Dataset entries
BEGIN

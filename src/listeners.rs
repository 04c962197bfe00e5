//! Lock-protected listener lists.
//!
//! Emission iterates over a snapshot, so a listener may register or remove
//! listeners (including itself) while it is being called.

use std::sync::atomic::{AtomicU64, Ordering};
use std::sync::Arc;

use parking_lot::RwLock;

/// Handle returned by every `add_*_listener` call.
#[derive(Debug, Clone, Copy, PartialEq, Eq, Hash)]
pub struct ListenerId(u64);

static NEXT_ID: AtomicU64 = AtomicU64::new(1);

pub(crate) struct Listeners<T: ?Sized> {
    entries: RwLock<Vec<(ListenerId, Arc<T>)>>,
}

impl<T: ?Sized> Default for Listeners<T> {
    fn default() -> Self {
        Self {
            entries: RwLock::new(Vec::new()),
        }
    }
}

impl<T: ?Sized> Listeners<T> {
    pub fn add(&self, listener: Arc<T>) -> ListenerId {
        let id = ListenerId(NEXT_ID.fetch_add(1, Ordering::Relaxed));
        self.entries.write().push((id, listener));
        id
    }

    pub fn remove(&self, id: ListenerId) -> bool {
        let mut entries = self.entries.write();
        let before = entries.len();
        entries.retain(|(entry_id, _)| *entry_id != id);
        entries.len() != before
    }

    pub fn len(&self) -> usize {
        self.entries.read().len()
    }

    pub fn emit(&self, mut f: impl FnMut(&T)) {
        let snapshot: Vec<Arc<T>> = self
            .entries
            .read()
            .iter()
            .map(|(_, l)| l.clone())
            .collect();
        for listener in snapshot {
            f(&listener);
        }
    }
}
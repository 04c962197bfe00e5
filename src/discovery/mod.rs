//! LAN service discovery.
//!
//! [`Publisher`] advertises a service and confirms it by discovering itself,
//! [`Discover`] tracks the services of one type. Both run on a pluggable
//! [`DiscoveryBackend`] picked by name with [`backend`].

mod discover;
pub mod mdns;
pub mod memory;
pub mod names;
mod publisher;
mod service;

use std::net::IpAddr;
use std::sync::Arc;

use tokio::sync::mpsc::UnboundedSender;

use crate::error::DiscoveryError;

pub use discover::Discover;
pub use publisher::Publisher;
pub use service::DiscoveryService;

#[derive(Debug, Clone, Copy, PartialEq, Eq)]
pub enum DiscoveryState {
    Stopped,
    Startup,
    Started,
    Shutdown,
}

impl DiscoveryState {
    pub fn is_running(&self) -> bool {
        matches!(self, DiscoveryState::Startup | DiscoveryState::Started)
    }
}

pub trait DiscoveryStateListener: Send + Sync {
    fn on_start(&self, _service_type: &str) {}
    fn on_stop(&self, _service_type: &str) {}
    fn on_fail(&self, _service_type: &str, _error: &str) {}
}

pub trait DiscoveryServicesListener: Send + Sync {
    fn on_service_discovered(&self, _service: &DiscoveryService) {}
    fn on_service_lost(&self, _service: &DiscoveryService) {}
}

/// What a backend reports to a browser.
#[derive(Debug, Clone, PartialEq, Eq)]
pub enum BackendEvent {
    Resolved(DiscoveryService),
    Removed(DiscoveryService),
}

/// Handle of one browse session on a backend.
#[derive(Debug, Clone, Copy, PartialEq, Eq, Hash)]
pub struct BrowseId(pub(crate) u64);

/// A service to advertise.
#[derive(Debug, Clone, PartialEq, Eq)]
pub struct Registration {
    pub service_type: String,
    pub name: String,
    pub port: u16,
    pub extra: Option<String>,
}

/// Discovery system implementation.
///
/// Browsing delivers events on the given channel until `stop_browse`.
/// A backend must accept several browse sessions for the same type.
pub trait DiscoveryBackend: Send + Sync {
    fn name(&self) -> &'static str;

    fn browse(&self, service_type: &str, events: UnboundedSender<BackendEvent>) -> Result<BrowseId, DiscoveryError>;

    fn stop_browse(&self, id: BrowseId) -> Result<(), DiscoveryError>;

    /// Advertise `registration` and return the key `unregister` takes.
    fn register(&self, registration: &Registration) -> Result<String, DiscoveryError>;

    fn unregister(&self, key: &str) -> Result<(), DiscoveryError>;
}

/// Implementation names accepted by [`backend`].
pub const IMPLEMENTATIONS: [&str; 3] = ["auto", "mdns", "memory"];

/// Pick a backend by (case-insensitive) name. `auto` selects mDNS.
pub fn backend(implementation: &str) -> Result<Arc<dyn DiscoveryBackend>, DiscoveryError> {
    match implementation.to_ascii_lowercase().as_str() {
        "auto" | "mdns" => Ok(mdns::MdnsBackend::shared()?),
        "memory" => Ok(Arc::new(memory::MemoryBackend::shared())),
        _ => Err(DiscoveryError::UnknownImplementation(implementation.to_string())),
    }
}

/// Interface owning `address` among the local ones.
///
/// Exact matches win, then the first interface on the same subnet guess
/// (/24 for IPv4, /64 for IPv6), then the first non-loopback interface of
/// the same family.
pub(crate) fn interface_for(address: IpAddr, interfaces: &[(String, IpAddr)]) -> Option<String> {
    if let Some((name, _)) = interfaces.iter().find(|(_, ip)| *ip == address) {
        return Some(name.clone());
    }
    let same_net = |ip: &IpAddr| match (ip, address) {
        (IpAddr::V4(a), IpAddr::V4(b)) => a.octets()[..3] == b.octets()[..3],
        (IpAddr::V6(a), IpAddr::V6(b)) => a.segments()[..4] == b.segments()[..4],
        _ => false,
    };
    if let Some((name, _)) = interfaces.iter().find(|(_, ip)| same_net(ip)) {
        return Some(name.clone());
    }
    interfaces
        .iter()
        .find(|(_, ip)| !ip.is_loopback() && ip.is_ipv4() == address.is_ipv4())
        .map(|(name, _)| name.clone())
}
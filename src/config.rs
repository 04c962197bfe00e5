//! Peer behaviour and node configuration.

use std::fs;
use std::net::SocketAddr;
use std::path::{Path, PathBuf};
use std::time::Duration;

use serde::{Deserialize, Serialize};

use crate::bye::ByeMsgConfig;
use crate::encoding::DataEncoding;
use crate::error::ConfigError;
use crate::heartbeat::HeartBeatConfig;

pub const DEFAULT_RECONNECT_DELAY: Duration = Duration::from_millis(5_000);
pub const DEFAULT_CERT_SHARING_TIMEOUT: Duration = Duration::from_millis(5_000);
pub const DEFAULT_PUBLICATION_WAIT: Duration = Duration::from_millis(5_000);

/// (De)serializes a `Duration` as integer milliseconds.
pub(crate) mod duration_ms {
    use std::time::Duration;

    use serde::{Deserialize, Deserializer, Serializer};

    pub fn serialize<S: Serializer>(value: &Duration, serializer: S) -> Result<S::Ok, S::Error> {
        serializer.serialize_u64(value.as_millis() as u64)
    }

    pub fn deserialize<'de, D: Deserializer<'de>>(deserializer: D) -> Result<Duration, D::Error> {
        Ok(Duration::from_millis(u64::deserialize(deserializer)?))
    }
}

/// Everything a single connection endpoint needs to know about framing and
/// its heartbeat/bye behaviours.
#[derive(Debug, Clone, Default, PartialEq, Eq, Serialize, Deserialize)]
#[serde(default)]
pub struct PeerConfig {
    pub encoding: DataEncoding,
    pub heartbeat: HeartBeatConfig,
    pub bye: ByeMsgConfig,
}

#[derive(Debug, Clone, Copy, PartialEq, Eq, Serialize, Deserialize)]
#[serde(default)]
pub struct AutoReconnect {
    pub enabled: bool,
    #[serde(with = "duration_ms")]
    pub delay: Duration,
}

impl Default for AutoReconnect {
    fn default() -> Self {
        Self {
            enabled: false,
            delay: DEFAULT_RECONNECT_DELAY,
        }
    }
}

#[derive(Debug, Clone, PartialEq, Eq, Serialize, Deserialize)]
#[serde(default)]
pub struct TlsSettings {
    pub enabled: bool,
    pub cert_file: Option<PathBuf>,
    pub key_file: Option<PathBuf>,
    pub trust_store_file: Option<PathBuf>,
    /// Trust any certificate presented for the first time.
    pub auto_trust: bool,
    pub require_client_auth: bool,
    pub cert_sharing: bool,
    #[serde(with = "duration_ms")]
    pub cert_sharing_timeout: Duration,
}

impl Default for TlsSettings {
    fn default() -> Self {
        Self {
            enabled: false,
            cert_file: None,
            key_file: None,
            trust_store_file: None,
            auto_trust: false,
            require_client_auth: false,
            cert_sharing: true,
            cert_sharing_timeout: DEFAULT_CERT_SHARING_TIMEOUT,
        }
    }
}

/// Binary-level settings, persisted as JSON.
#[derive(Debug, Clone, PartialEq, Eq, Serialize, Deserialize)]
#[serde(default)]
pub struct NodeConfig {
    pub node_id: String,
    pub listen: SocketAddr,
    pub protocol: String,
    /// `auto`, `mdns` or `memory`.
    pub discovery: String,
    pub service_type: String,
    pub service_name: Option<String>,
    pub local_only: bool,
    pub reconnect: AutoReconnect,
    pub tls: TlsSettings,
    pub peer: PeerConfig,
}

impl Default for NodeConfig {
    fn default() -> Self {
        Self {
            node_id: format!("node-{}", uuid::Uuid::new_v4().simple()),
            listen: SocketAddr::from(([0, 0, 0, 0], 1234)),
            protocol: "tcp".to_string(),
            discovery: "auto".to_string(),
            service_type: "_lanlink._tcp".to_string(),
            service_name: None,
            local_only: false,
            reconnect: AutoReconnect::default(),
            tls: TlsSettings::default(),
            peer: PeerConfig::default(),
        }
    }
}

impl NodeConfig {
    pub fn load(path: &Path) -> Result<Self, ConfigError> {
        let content = fs::read_to_string(path)?;
        Ok(serde_json::from_str(&content)?)
    }

    /// Read `path`, falling back to defaults if it is missing or unreadable.
    pub fn load_or_default(path: &Path) -> Self {
        if !path.exists() {
            tracing::info!("No config at {}, using defaults", path.display());
            return Self::default();
        }
        match Self::load(path) {
            Ok(config) => config,
            Err(e) => {
                tracing::warn!("Failed to load config {}: {}, using defaults", path.display(), e);
                Self::default()
            }
        }
    }

    pub fn save_to_file(&self, path: &Path) -> Result<(), ConfigError> {
        if let Some(parent) = path.parent() {
            if !parent.as_os_str().is_empty() {
                fs::create_dir_all(parent)?;
            }
        }
        fs::write(path, serde_json::to_string_pretty(self)?)?;
        tracing::debug!("Saved config to {}", path.display());
        Ok(())
    }
}

#[cfg(test)]
mod tests {
    use super::*;
    use crate::encoding::Charset;

    #[test]
    fn defaults_match_documented_values() {
        let cfg = PeerConfig::default();
        assert_eq!(cfg.encoding.charset, Charset::Utf8);
        assert_eq!(cfg.encoding.delimiter_bytes(), b"\n".to_vec());
        assert_eq!(cfg.heartbeat.timeout, Duration::from_millis(30_000));
        assert_eq!(cfg.heartbeat.hb_timeout, Duration::from_millis(5_000));
        assert!(cfg.heartbeat.response_enabled);
        assert!(cfg.bye.enabled);

        let reconnect = AutoReconnect::default();
        assert!(!reconnect.enabled);
        assert_eq!(reconnect.delay, Duration::from_millis(5_000));
    }

    #[test]
    fn save_then_load_keeps_settings() {
        let dir = tempfile::tempdir().unwrap();
        let path = dir.path().join("nested").join("node.json");

        let mut cfg = NodeConfig::default();
        cfg.node_id = "kitchen-lamp".into();
        cfg.tls.enabled = true;
        cfg.peer.heartbeat = HeartBeatConfig::new(Duration::from_millis(200), Duration::from_millis(100), false);
        cfg.save_to_file(&path).unwrap();

        let loaded = NodeConfig::load_or_default(&path);
        assert_eq!(loaded, cfg);
    }

    #[test]
    fn corrupt_file_yields_defaults() {
        let dir = tempfile::tempdir().unwrap();
        let path = dir.path().join("node.json");
        fs::write(&path, "{ not json").unwrap();

        let loaded = NodeConfig::load_or_default(&path);
        assert_eq!(loaded.protocol, "tcp");
        assert!(NodeConfig::load(&path).is_err());
    }

    #[test]
    fn partial_json_fills_missing_fields() {
        let cfg: PeerConfig = serde_json::from_str(r#"{"heartbeat":{"timeout":1000}}"#).unwrap();
        assert_eq!(cfg.heartbeat.timeout, Duration::from_millis(1000));
        assert_eq!(cfg.heartbeat.hb_timeout, Duration::from_millis(5_000));
        assert_eq!(cfg.bye, ByeMsgConfig::default());
    }
}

END

Reproduce exactly the entries above, limited to the lines from the one with "if let Some((name, _)) = interfaces.iter().find(|(_, ip)| *ip" through the one with "(IpAddr::V6(a), IpAddr::V6(b)) =>", both included.

    if let Some((name, _)) = interfaces.iter().find(|(_, ip)| *ip == address) {
        return Some(name.clone());
    }
    let same_net = |ip: &IpAddr| match (ip, address) {
        (IpAddr::V4(a), IpAddr::V4(b)) => a.octets()[..3] == b.octets()[..3],
        (IpAddr::V6(a), IpAddr::V6(b)) => a.segments()[..4] == b.segments()[..4],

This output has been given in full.